And it's like, yeah, of course you would do that to a severely injured animal. Like, no. Well,
Simone Collins: that's just the difference between. Progressive commentators and conservatives, which that itself, that incident online where I think a Christian influencer shot their dog after they [00:04:00] found it hurt in the streets was such a classic indication, right?
If like one is actually just trying to be kind to a suffering person. Being that, that one loves and the other is trying to, it's, it's credentialism and trying to follow the correct, I
Malcolm Collins: wouldn't even say that to the conservative, it is the dog's best interest that they care about to the progressive.
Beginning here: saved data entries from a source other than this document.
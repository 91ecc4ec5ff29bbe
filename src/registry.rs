//! Block registry.
//!
//! Every block kind implements the same [`Block`] interface: how its line
//! reads as Python, how its row is drawn, which palette form edits it, and
//! how that data is validated. [`block_for`] selects the implementation
//! with an exhaustive match over [`Payload`], so a new kind without an
//! implementation does not compile. Tags coming from outside the program
//! (session files, the command line) are parsed into [`BlockKind`] first,
//! which fails with [`crate::BlockError::UnknownBlockKind`].

use crate::palette::{validate_binding_name, Form, ValidationError};
use crate::render::{Control, Field, RenderContext, RowView, TokenChip};
use crate::syntax::{
  tokens_to_source, BlockKind, ForHeader, MethodParams, Payload,
  SelfAssignment, Signature, Token, TokenType,
};

/// Shown in place of an empty FOR iterable.
pub const ITERABLE_PLACEHOLDER: &str = "( iterable object )";
/// Shown in place of an UNDEFINED token.
pub const UNDEFINED_PLACEHOLDER: &str = "( ? )";

pub trait Block {
  fn kind(&self) -> BlockKind;

  /// Statement text without indentation and without the trailing colon.
  fn fragment(&self) -> String;

  /// Editable token list of this line, if it has one.
  fn tokens(&self) -> &[Token] {
    &[]
  }

  /// Text drawn on the editor row.
  fn label(&self) -> String {
    with_colon(self.kind(), self.fragment())
  }

  /// Named values shown next to the row.
  fn fields(&self) -> Vec<Field> {
    Vec::new()
  }

  /// Palette form pre-filled with this line's data.
  fn editor(&self) -> Form;

  fn validate(&self) -> Result<(), ValidationError> {
    Ok(())
  }

  /// One editor row. Every kind carries the same controls.
  fn render(&self, ctx: &RenderContext) -> RowView {
    RowView {
      line_number: ctx.line_index + 1,
      kind: self.kind(),
      indent: ctx.indent.clone(),
      label: self.label(),
      tokens: token_chips(self.tokens(), ctx.selected_token),
      fields: self.fields(),
      controls: Control::ALL.to_vec(),
      selected: ctx.selected,
    }
  }
}

/// Looks up the implementation for a line's payload.
pub fn block_for(payload: &Payload) -> Box<dyn Block + '_> {
  match payload {
    Payload::Class(sig) => Box::new(SignatureBlock {
      kind: BlockKind::Class,
      sig,
    }),
    Payload::Def(sig) => Box::new(SignatureBlock {
      kind: BlockKind::Def,
      sig,
    }),
    Payload::DefInit(params) => Box::new(MethodBlock {
      kind: BlockKind::DefInit,
      name: "__init__",
      params,
    }),
    Payload::DefDel(params) => Box::new(MethodBlock {
      kind: BlockKind::DefDel,
      name: "__del__",
      params,
    }),
    Payload::For(header) => Box::new(ForBlock { header }),
    Payload::If(tokens) => Box::new(TokenBlock {
      kind: BlockKind::If,
      tokens,
    }),
    Payload::While(tokens) => Box::new(TokenBlock {
      kind: BlockKind::While,
      tokens,
    }),
    Payload::Elif(tokens) => Box::new(TokenBlock {
      kind: BlockKind::Elif,
      tokens,
    }),
    Payload::Return(tokens) => Box::new(TokenBlock {
      kind: BlockKind::Return,
      tokens,
    }),
    Payload::CustomTokenLine(tokens) => Box::new(TokenBlock {
      kind: BlockKind::CustomTokenLine,
      tokens,
    }),
    Payload::Else => Box::new(KeywordBlock(BlockKind::Else)),
    Payload::Break => Box::new(KeywordBlock(BlockKind::Break)),
    Payload::Continue => Box::new(KeywordBlock(BlockKind::Continue)),
    Payload::Pass => Box::new(KeywordBlock(BlockKind::Pass)),
    Payload::SelfVariable(assignment) => {
      Box::new(SelfVariableBlock { assignment })
    }
    Payload::Comment(text) => Box::new(CommentBlock { text }),
    Payload::Blank => Box::new(BlankBlock),
  }
}

fn with_colon(kind: BlockKind, mut text: String) -> String {
  if kind.opens_block() {
    text.push(':');
  }
  text
}

/// `keyword rest`, or just `keyword` when `rest` is empty.
fn keyword_line(kind: BlockKind, rest: &str) -> String {
  let keyword = kind.keyword().unwrap_or_default();
  if rest.is_empty() {
    keyword.to_string()
  } else if keyword.is_empty() {
    rest.to_string()
  } else {
    format!("{keyword} {rest}")
  }
}

fn tokens_label(tokens: &[Token]) -> String {
  tokens
    .iter()
    .map(|t| {
      if t.is_undefined() {
        UNDEFINED_PLACEHOLDER
      } else {
        t.data.as_str()
      }
    })
    .collect::<Vec<_>>()
    .join(" ")
}

fn token_chips(tokens: &[Token], selected: Option<usize>) -> Vec<TokenChip> {
  tokens
    .iter()
    .enumerate()
    .map(|(index, token)| TokenChip {
      index,
      token_type: token.token_type,
      text: if token.is_undefined() {
        UNDEFINED_PLACEHOLDER.to_string()
      } else {
        token.data.clone()
      },
      selected: selected == Some(index),
    })
    .collect()
}

// ── class / def ─────────────────────────────────────────────────────

struct SignatureBlock<'a> {
  kind: BlockKind,
  sig: &'a Signature,
}

impl Block for SignatureBlock<'_> {
  fn kind(&self) -> BlockKind {
    self.kind
  }

  fn fragment(&self) -> String {
    keyword_line(
      self.kind,
      &format!("{}({})", self.sig.name, self.sig.params.join(", ")),
    )
  }

  fn fields(&self) -> Vec<Field> {
    let mut fields = vec![Field::editable("name", &self.sig.name)];
    fields.extend(
      self
        .sig
        .params
        .iter()
        .map(|param| Field::editable("param", param)),
    );
    fields
  }

  fn editor(&self) -> Form {
    Form::Signature {
      kind: self.kind,
      name: self.sig.name.clone(),
      params: self.sig.params.clone(),
    }
  }

  fn validate(&self) -> Result<(), ValidationError> {
    validate_binding_name(&self.sig.name)
  }
}

/// `__init__` / `__del__`: fixed name, `self` always first.
struct MethodBlock<'a> {
  kind: BlockKind,
  name: &'static str,
  params: &'a MethodParams,
}

impl MethodBlock<'_> {
  fn user_params(&self) -> impl Iterator<Item = &String> {
    self.params.params.iter().filter(|p| p.as_str() != "self")
  }
}

impl Block for MethodBlock<'_> {
  fn kind(&self) -> BlockKind {
    self.kind
  }

  fn fragment(&self) -> String {
    let params = std::iter::once("self")
      .chain(self.user_params().map(String::as_str))
      .collect::<Vec<_>>()
      .join(", ");
    keyword_line(self.kind, &format!("{}({})", self.name, params))
  }

  fn fields(&self) -> Vec<Field> {
    let mut fields = vec![Field::fixed("param", "self")];
    fields.extend(self.user_params().map(|p| Field::editable("param", p)));
    fields
  }

  fn editor(&self) -> Form {
    Form::Method {
      kind: self.kind,
      params: self.user_params().cloned().collect(),
    }
  }
}

// ── for ─────────────────────────────────────────────────────────────

struct ForBlock<'a> {
  header: &'a ForHeader,
}

impl ForBlock<'_> {
  fn head(&self) -> String {
    format!(
      "{} {}",
      self.header.index_list.join(", "),
      self.header.operator
    )
  }
}

impl Block for ForBlock<'_> {
  fn kind(&self) -> BlockKind {
    BlockKind::For
  }

  fn fragment(&self) -> String {
    let iterable = tokens_to_source(&self.header.iterable_tokens);
    let rest = format!("{} {}", self.head(), iterable);
    keyword_line(BlockKind::For, rest.trim())
  }

  fn tokens(&self) -> &[Token] {
    &self.header.iterable_tokens
  }

  fn label(&self) -> String {
    let iterable = if self.header.iterable_tokens.is_empty() {
      ITERABLE_PLACEHOLDER.to_string()
    } else {
      tokens_label(&self.header.iterable_tokens)
    };
    with_colon(
      BlockKind::For,
      keyword_line(BlockKind::For, &format!("{} {}", self.head(), iterable)),
    )
  }

  fn fields(&self) -> Vec<Field> {
    let mut fields: Vec<Field> = self
      .header
      .index_list
      .iter()
      .map(|index| Field::editable("index", index))
      .collect();
    fields.push(Field::editable("operator", &self.header.operator));
    fields
  }

  fn editor(&self) -> Form {
    Form::For {
      index_list: self.header.index_list.clone(),
      operator: self.header.operator.clone(),
      iterable: self.header.iterable_tokens.clone().into(),
    }
  }
}

// ── token lines: if / elif / while / return / custom ────────────────

struct TokenBlock<'a> {
  kind: BlockKind,
  tokens: &'a [Token],
}

impl Block for TokenBlock<'_> {
  fn kind(&self) -> BlockKind {
    self.kind
  }

  fn fragment(&self) -> String {
    keyword_line(self.kind, &tokens_to_source(self.tokens))
  }

  fn tokens(&self) -> &[Token] {
    self.tokens
  }

  fn label(&self) -> String {
    with_colon(self.kind, keyword_line(self.kind, &tokens_label(self.tokens)))
  }

  fn editor(&self) -> Form {
    Form::Tokens {
      kind: self.kind,
      tokens: self.tokens.to_vec().into(),
    }
  }
}

// ── else / break / continue / pass ──────────────────────────────────

struct KeywordBlock(BlockKind);

impl Block for KeywordBlock {
  fn kind(&self) -> BlockKind {
    self.0
  }

  fn fragment(&self) -> String {
    keyword_line(self.0, "")
  }

  fn editor(&self) -> Form {
    Form::Keyword { kind: self.0 }
  }
}

// ── self.<name> = ... ───────────────────────────────────────────────

struct SelfVariableBlock<'a> {
  assignment: &'a SelfAssignment,
}

impl SelfVariableBlock<'_> {
  fn target(&self) -> String {
    let name = self.assignment.name.trim();
    let name = name.strip_prefix("self.").unwrap_or(name);
    format!("self.{name}")
  }
}

impl Block for SelfVariableBlock<'_> {
  fn kind(&self) -> BlockKind {
    BlockKind::SelfVariable
  }

  fn fragment(&self) -> String {
    let value = tokens_to_source(&self.assignment.value_tokens);
    if value.is_empty() {
      self.target()
    } else {
      format!("{} = {}", self.target(), value)
    }
  }

  fn tokens(&self) -> &[Token] {
    &self.assignment.value_tokens
  }

  fn label(&self) -> String {
    if self.assignment.value_tokens.is_empty() {
      self.target()
    } else {
      format!(
        "{} = {}",
        self.target(),
        tokens_label(&self.assignment.value_tokens)
      )
    }
  }

  fn fields(&self) -> Vec<Field> {
    vec![Field::editable("name", &self.assignment.name)]
  }

  fn editor(&self) -> Form {
    Form::SelfVariable {
      name: self.assignment.name.clone(),
      value: self.assignment.value_tokens.clone().into(),
    }
  }
}

// ── comment / blank ─────────────────────────────────────────────────

struct CommentBlock<'a> {
  text: &'a str,
}

impl Block for CommentBlock<'_> {
  fn kind(&self) -> BlockKind {
    BlockKind::Comment
  }

  fn fragment(&self) -> String {
    // One source line: line breaks become spaces, other spacing stays.
    let text = self.text.replace("\r\n", " ").replace(['\n', '\r'], " ");
    let text = text.trim();
    if text.is_empty() {
      "#".to_string()
    } else {
      format!("# {text}")
    }
  }

  fn editor(&self) -> Form {
    Form::Comment {
      text: self.text.to_string(),
    }
  }
}

struct BlankBlock;

impl Block for BlankBlock {
  fn kind(&self) -> BlockKind {
    BlockKind::Blank
  }

  fn fragment(&self) -> String {
    String::new()
  }

  fn editor(&self) -> Form {
    Form::KindSelection
  }
}

/// Token types offered by the palette for a line of the given kind.
pub fn token_palette(kind: BlockKind) -> &'static [TokenType] {
  use TokenType as T;
  match kind {
    BlockKind::If | BlockKind::Elif | BlockKind::While => &[
      T::Variable,
      T::Number,
      T::String,
      T::ConditionOperator,
      T::CalculationOperator,
      T::LeftBracket,
      T::RightBracket,
      T::FunctionCall,
    ],
    BlockKind::For => &[
      T::Variable,
      T::List,
      T::Tuple,
      T::Set,
      T::Dictionary,
      T::FunctionCall,
    ],
    _ => &[
      T::Variable,
      T::Number,
      T::String,
      T::List,
      T::Dictionary,
      T::Tuple,
      T::Set,
      T::AssignOperator,
      T::ConditionOperator,
      T::CalculationOperator,
      T::LeftBracket,
      T::RightBracket,
      T::FunctionCall,
    ],
  }
}

#[cfg(test)]
mod tests {
  use super::*;
  use crate::syntax::Token;

  #[test]
  fn dunder_methods_force_self_once() {
    let params = MethodParams {
      params: vec!["self".into(), "name".into()],
    };
    let payload = Payload::DefInit(params);
    assert_eq!(block_for(&payload).fragment(), "def __init__(self, name)");

    let payload = Payload::DefDel(MethodParams::default());
    assert_eq!(block_for(&payload).fragment(), "def __del__(self)");
  }

  #[test]
  fn empty_for_iterable_shows_placeholder() {
    let payload = Payload::For(ForHeader {
      index_list: vec!["i".into()],
      ..ForHeader::default()
    });
    let block = block_for(&payload);
    assert_eq!(block.label(), "for i in ( iterable object ):");
    assert_eq!(block.fragment(), "for i in");
  }

  #[test]
  fn undefined_tokens_are_visible_on_the_row_only() {
    let payload = Payload::CustomTokenLine(vec![
      Token::variable("x"),
      Token::assign("="),
      Token::undefined(),
    ]);
    let block = block_for(&payload);
    assert_eq!(block.label(), "x = ( ? )");
    assert_eq!(block.fragment(), "x =");
  }

  #[test]
  fn self_variable_prefix_not_doubled() {
    let payload = Payload::SelfVariable(SelfAssignment {
      name: "self._speed".into(),
      value_tokens: vec![Token::number("0")],
    });
    assert_eq!(block_for(&payload).fragment(), "self._speed = 0");
  }

  #[test]
  fn every_kind_has_a_block() {
    for kind in BlockKind::ALL {
      let payload = Payload::empty(*kind);
      assert_eq!(block_for(&payload).kind(), *kind);
    }
  }

  #[test]
  fn class_name_is_validated() {
    let payload = Payload::Class(Signature::new("while", &[]));
    assert!(block_for(&payload).validate().is_err());
    let payload = Payload::Class(Signature::new("Car", &["object"]));
    assert!(block_for(&payload).validate().is_ok());
  }
}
The dog is a tool to modify their own self image and emotions.
Therefore, they care not for the suffering of the dog. Anything that extends the dog's utility to them is warranted. Which and anything that makes them look good in terms of how they're interacting with it is warranted. What I'm saying is that we've said enough stuff that they could find stuff like that on us, okay?
But one of the most common types of tea videos comes from people's servers and specifically their discord servers and these servers end up either being used as grooming platforms or becoming hotbeds of like [00:05:00] CP and like other sorts of bad information that really they should be doing a better job, like moderating or policing or something like that and this is obviously, like, a What I'm thinking when I'm putting up the server, like how do I keep this from being used as a platform for one of those types of things?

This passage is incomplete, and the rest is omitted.